**What is needed:**
All of the records below are to be copied exactly.

Data records:
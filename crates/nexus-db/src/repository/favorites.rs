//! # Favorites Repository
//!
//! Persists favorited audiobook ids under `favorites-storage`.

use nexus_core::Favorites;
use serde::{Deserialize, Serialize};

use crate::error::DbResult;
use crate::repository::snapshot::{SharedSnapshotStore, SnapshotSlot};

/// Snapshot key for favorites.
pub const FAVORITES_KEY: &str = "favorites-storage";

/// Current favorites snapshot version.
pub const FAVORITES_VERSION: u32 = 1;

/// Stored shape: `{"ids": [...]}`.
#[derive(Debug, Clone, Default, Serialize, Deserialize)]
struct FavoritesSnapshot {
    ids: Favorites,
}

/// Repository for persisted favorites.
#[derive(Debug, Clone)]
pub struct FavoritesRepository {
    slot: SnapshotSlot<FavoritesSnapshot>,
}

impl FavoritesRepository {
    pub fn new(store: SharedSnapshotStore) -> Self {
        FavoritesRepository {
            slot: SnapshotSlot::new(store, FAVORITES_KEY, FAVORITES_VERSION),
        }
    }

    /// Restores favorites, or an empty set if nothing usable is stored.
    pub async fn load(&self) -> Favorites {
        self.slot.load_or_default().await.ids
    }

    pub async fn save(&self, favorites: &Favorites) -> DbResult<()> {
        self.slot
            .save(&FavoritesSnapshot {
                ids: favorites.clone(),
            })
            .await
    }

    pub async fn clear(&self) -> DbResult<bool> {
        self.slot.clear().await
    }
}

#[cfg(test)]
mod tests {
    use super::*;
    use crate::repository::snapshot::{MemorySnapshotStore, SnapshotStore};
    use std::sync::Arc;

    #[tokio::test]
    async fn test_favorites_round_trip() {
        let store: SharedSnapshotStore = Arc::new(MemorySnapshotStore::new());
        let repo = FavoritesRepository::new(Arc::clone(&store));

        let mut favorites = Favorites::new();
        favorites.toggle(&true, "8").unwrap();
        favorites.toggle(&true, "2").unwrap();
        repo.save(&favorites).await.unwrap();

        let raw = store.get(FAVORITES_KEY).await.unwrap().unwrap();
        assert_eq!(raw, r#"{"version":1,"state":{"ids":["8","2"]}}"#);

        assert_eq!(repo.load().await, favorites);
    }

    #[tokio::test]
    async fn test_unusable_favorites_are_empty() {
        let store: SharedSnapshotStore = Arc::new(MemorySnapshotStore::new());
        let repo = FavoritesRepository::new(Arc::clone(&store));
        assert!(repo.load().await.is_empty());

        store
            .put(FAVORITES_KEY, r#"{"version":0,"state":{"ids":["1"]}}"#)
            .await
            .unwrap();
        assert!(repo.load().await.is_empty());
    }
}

**Written solution:**
filename crates/nexus-db/src/repository/favorites.rs
//! # Favorites Repository
//!
//! Persists favorited audiobook ids under `favorites-storage`.

use nexus_core::Favorites;
use serde::{Deserialize, Serialize};

use crate::error::DbResult;
use crate::repository::snapshot::{SharedSnapshotStore, SnapshotSlot};

/// Snapshot key for favorites.
pub const FAVORITES_KEY: &str = "favorites-storage";

/// Current favorites snapshot version.
pub const FAVORITES_VERSION: u32 = 1;

/// Stored shape: `{"ids": [...]}`.
#[derive(Debug, Clone, Default, Serialize, Deserialize)]
struct FavoritesSnapshot {
    ids: Favorites,
}

/// Repository for persisted favorites.
#[derive(Debug, Clone)]
pub struct FavoritesRepository {
    slot: SnapshotSlot<FavoritesSnapshot>,
}

impl FavoritesRepository {
    pub fn new(store: SharedSnapshotStore) -> Self {
        FavoritesRepository {
            slot: SnapshotSlot::new(store, FAVORITES_KEY, FAVORITES_VERSION),
        }
    }

    /// Restores favorites, or an empty set if nothing usable is stored.
    pub async fn load(&self) -> Favorites {
        self.slot.load_or_default().await.ids
    }

    pub async fn save(&self, favorites: &Favorites) -> DbResult<()> {
        self.slot
            .save(&FavoritesSnapshot {
                ids: favorites.clone(),
            })
            .await
    }

    pub async fn clear(&self) -> DbResult<bool> {
        self.slot.clear().await
    }
}

#[cfg(test)]
mod tests {
    use super::*;
    use crate::repository::snapshot::{MemorySnapshotStore, SnapshotStore};
    use std::sync::Arc;

    #[tokio::test]
    async fn test_favorites_round_trip() {
        let store: SharedSnapshotStore = Arc::new(MemorySnapshotStore::new());
        let repo = FavoritesRepository::new(Arc::clone(&store));

        let mut favorites = Favorites::new();
        favorites.toggle(&true, "8").unwrap();
        favorites.toggle(&true, "2").unwrap();
        repo.save(&favorites).await.unwrap();

        let raw = store.get(FAVORITES_KEY).await.unwrap().unwrap();
        assert_eq!(raw, r#"{"version":1,"state":{"ids":["8","2"]}}"#);

        assert_eq!(repo.load().await, favorites);
    }

    #[tokio::test]
    async fn test_unusable_favorites_are_empty() {
        let store: SharedSnapshotStore = Arc::new(MemorySnapshotStore::new());
        let repo = FavoritesRepository::new(Arc::clone(&store));
        assert!(repo.load().await.is_empty());

        store
            .put(FAVORITES_KEY, r#"{"version":0,"state":{"ids":["1"]}}"#)
            .await
            .unwrap();
        assert!(repo.load().await.is_empty());
    }
}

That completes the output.